Documentaire de Raphaël Pillosio (France - 2024 - 1h24). Projection en présence du réalisateur, dans le cadre de la 46eédition de Cinéma du Réel, en collaboration avec la Cinémathèque du Documentaire et Images en Bibliothèques

En 1962, Yann Le Masson filme la parole de militantes algériennes à leur sortie de prison en France. Plus de 50 ans après, alors que la bande son a disparu, je pars à la recherche de ces femmes.

« Film-cicatrice, Les mots qu’elles eurent un jour ausculte une perte sans jamais prétendre la combler. Lorsque deux personnes sourdes s’attellent à lire sur les lèvres des femmes filmées par Yann Le Masson, elles dévoilent des bribes de phrases, des propos amputés par les revirements de la caméra. L’enquête pour reconstituer la bande son perdue restera en suspens, nul happy end ne viendra résorber l’absence, annuler l’opération féroce du temps. La plupart des femmes que Raphaël Pillosio aurait aimé rencontrer sont déjà mortes, mais une autre forme de perte tout aussi cruelle pèse sur son enquête : torturées par les Français, emprisonnées, ces Algériennes poseuses des bombes ou agents de liaison ont ensuite été rappelées à ce que l’on a jugé être leur place, sont retournées, pour la plupart, dans l’ombre de vies domestiques, loin du versant public de la politique.

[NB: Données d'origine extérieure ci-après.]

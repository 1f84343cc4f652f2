use crate::models::{Tracker, WeekSummary};
use chrono::Days;

pub fn build_summary(tracker: &Tracker) -> Vec<WeekSummary> {
    tracker
        .weeks()
        .iter()
        .enumerate()
        .map(|(index, week)| WeekSummary {
            week: index + 1,
            start_date: week.start_date,
            end_date: week
                .start_date
                .and_then(|start| start.checked_add_days(Days::new(6))),
            workouts: week.days.iter().filter(|day| !day.workout.is_empty()).count(),
            done_days: week.days.iter().filter(|day| day.done).count(),
            weight: week.weight.clone(),
            checkpoint: week.checkpoint.clone(),
        })
        .collect()
}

Le passage du temps n’aura pas été synonyme de progrès : l’émancipation a subi un coup d’arrêt sitôt que les femmes ont perdu leur utilité. L’enquête prend alors des airs de prétexte : si les paroles d’époque sont définitivement perdues, partir à leur recherche fournit l’occasion de faire parler ces femmes aujourd’hui, de mesurer un écart temporel, un changement d’époque, et la façon trébuchante dont les sociétés évoluent. Plutôt que d’atteindre une destination, il importait de parcourir ce chemin vers le passé. Yann Le Masson soupçonnait que sa bande son ait été détruite volontairement, pour bâillonner des femmes trop libres. Toujours, l’Histoire gagne à être réécrite. »

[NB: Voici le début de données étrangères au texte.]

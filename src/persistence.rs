//! When the tracker is written to the document store.
//!
//! Edits mark the session dirty and re-arm a single debounce timer; the
//! save runs once input has paused for the full window and samples the
//! tracker as it is when the timer fires. Sign-out flushes unsaved edits
//! only if the caller confirms.

use crate::errors::{SessionError, StoreError};
use crate::loader;
use crate::models::{SaveState, SessionView, Tracker, USERS_COLLECTION};
use crate::schedule::{Debouncer, Job, Scheduler};
use crate::state::AppState;
use crate::storage::DocumentStore;
use crate::tracker::Edit;
use std::time::Duration;
use tracing::{info, warn};

/// Dirty tracking plus the pending debounce for one session.
///
/// Every edit bumps `revision`; a save records the revision it wrote, so
/// the session stays dirty when an edit lands while a save is in flight.
pub struct PersistenceGate {
    revision: u64,
    saved_revision: u64,
    debouncer: Debouncer,
}

impl PersistenceGate {
    pub fn new(delay: Duration) -> Self {
        Self {
            revision: 0,
            saved_revision: 0,
            debouncer: Debouncer::new(delay),
        }
    }

    pub fn state(&self) -> SaveState {
        if self.revision == self.saved_revision {
            SaveState::Clean
        } else {
            SaveState::Dirty
        }
    }

    pub fn is_dirty(&self) -> bool {
        self.state() == SaveState::Dirty
    }

    pub fn revision(&self) -> u64 {
        self.revision
    }

    pub fn mark_dirty(&mut self) {
        self.revision += 1;
    }

    pub fn mark_saved(&mut self, revision: u64) {
        self.saved_revision = self.saved_revision.max(revision.min(self.revision));
    }

    pub fn arm(&mut self, scheduler: &dyn Scheduler, job: Job) {
        self.debouncer.reschedule(scheduler, job);
    }

    pub fn cancel_pending(&mut self) {
        self.debouncer.cancel();
    }

    pub fn is_pending(&self) -> bool {
        self.debouncer.is_pending()
    }

    /// Drops pending work and treats the current state as saved.
    pub fn reset(&mut self) {
        self.debouncer.cancel();
        self.saved_revision = self.revision;
    }
}

#[derive(Debug, Clone, Copy, PartialEq, Eq)]
pub enum SaveMode {
    /// Write only when there are unsaved edits.
    IfDirty,
    /// Write even when clean.
    Always,
}

#[derive(Debug, Clone, Copy, PartialEq, Eq)]
pub enum SaveOutcome {
    Saved,
    Skipped,
}

#[derive(Debug, Clone, Copy, PartialEq, Eq)]
pub struct LogoutOutcome {
    pub prompted: bool,
    pub saved: bool,
}

pub struct SaveSnapshot {
    pub user_id: String,
    pub tracker: Tracker,
    pub revision: u64,
}

/// Writes the whole tracker as the user's document, replacing any prior one.
pub async fn save_document(
    store: &dyn DocumentStore,
    user_id: &str,
    tracker: &Tracker,
) -> Result<(), StoreError> {
    store.put_document(USERS_COLLECTION, user_id, tracker).await?;
    info!("saved tracker for {user_id}");
    Ok(())
}

/// Applies one edit to the signed-in session and re-arms the debounce.
pub async fn apply_edit(state: &AppState, edit: Edit) -> Result<SessionView, SessionError> {
    let mut session = state.session.lock().await;
    if session.user().is_none() {
        return Err(SessionError::NotSignedIn);
    }

    let next = edit.apply(session.tracker())?;
    session.replace_tracker(next);
    session.gate.arm(state.scheduler.as_ref(), debounced_save(state.clone()));

    Ok(session.view())
}

fn debounced_save(state: AppState) -> Job {
    Box::pin(async move {
        if let Err(err) = save_now(&state, SaveMode::IfDirty).await {
            warn!("debounced save failed, edits stay pending: {err}");
        }
    })
}

/// Writes the current tracker. The session lock is released while the
/// store call is in flight.
pub async fn save_now(state: &AppState, mode: SaveMode) -> Result<SaveOutcome, SessionError> {
    let snapshot = {
        let mut session = state.session.lock().await;
        if mode == SaveMode::Always {
            session.gate.cancel_pending();
        }
        match session.save_snapshot(mode) {
            Some(snapshot) => snapshot,
            None => return Ok(SaveOutcome::Skipped),
        }
    };

    save_document(state.store.as_ref(), &snapshot.user_id, &snapshot.tracker)
        .await
        .map_err(SessionError::Save)?;

    let mut session = state.session.lock().await;
    if session.user_id() == Some(snapshot.user_id.as_str()) {
        session.gate.mark_saved(snapshot.revision);
    }
    Ok(SaveOutcome::Saved)
}

/// Saves pending edits if the session is dirty.
pub async fn flush(state: &AppState) -> Result<SaveOutcome, SessionError> {
    state.session.lock().await.gate.cancel_pending();
    save_now(state, SaveMode::IfDirty).await
}

/// Signs out, first asking `confirm` whether unsaved edits should be saved.
///
/// The session is invalidated whatever the answer, and also when the save
/// or the provider's sign-out fails.
pub async fn logout<F>(state: &AppState, confirm: F) -> LogoutOutcome
where
    F: FnOnce() -> bool,
{
    let dirty = {
        let mut session = state.session.lock().await;
        session.gate.cancel_pending();
        session.is_dirty()
    };

    let mut saved = false;
    if dirty {
        if confirm() {
            match save_now(state, SaveMode::IfDirty).await {
                Ok(outcome) => saved = outcome == SaveOutcome::Saved,
                Err(err) => warn!("save before sign-out failed: {err}"),
            }
        } else {
            warn!("signing out with unsaved edits discarded");
        }
    }

    if let Err(err) = state.identity.sign_out().await {
        warn!("identity provider sign-out failed: {err}");
    }
    loader::load_session(state, None).await;

    LogoutOutcome {
        prompted: dirty,
        saved,
    }
}

#[cfg(test)]
mod tests {
    use super::*;

    #[test]
    fn gate_tracks_revisions() {
        let mut gate = PersistenceGate::new(Duration::from_millis(1000));
        assert_eq!(gate.state(), SaveState::Clean);

        gate.mark_dirty();
        let written = gate.revision();
        gate.mark_dirty();
        gate.mark_saved(written);
        assert!(gate.is_dirty());

        gate.mark_saved(gate.revision());
        assert_eq!(gate.state(), SaveState::Clean);
    }

    #[test]
    fn stale_save_does_not_regress() {
        let mut gate = PersistenceGate::new(Duration::from_millis(1000));
        gate.mark_dirty();
        gate.mark_dirty();
        gate.mark_saved(2);
        gate.mark_saved(1);
        assert_eq!(gate.state(), SaveState::Clean);
    }

    #[test]
    fn reset_marks_clean() {
        let mut gate = PersistenceGate::new(Duration::from_millis(1000));
        gate.mark_dirty();
        gate.reset();
        assert!(!gate.is_dirty());
        assert!(!gate.is_pending());
    }
}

— Olivia Cooper-Hadjian – Cinéma du réel

 

 

La compétition de la 46e édition de Cinéma du réel propose 37 films documentaires, courts et longs métrages; 37 films différents qui démontrent la richesse du documentaire, vaste territoire cinématographique où les images d’archives convoquent le passé tandis que les images virtuelles nous projettent instantanément dans le futur.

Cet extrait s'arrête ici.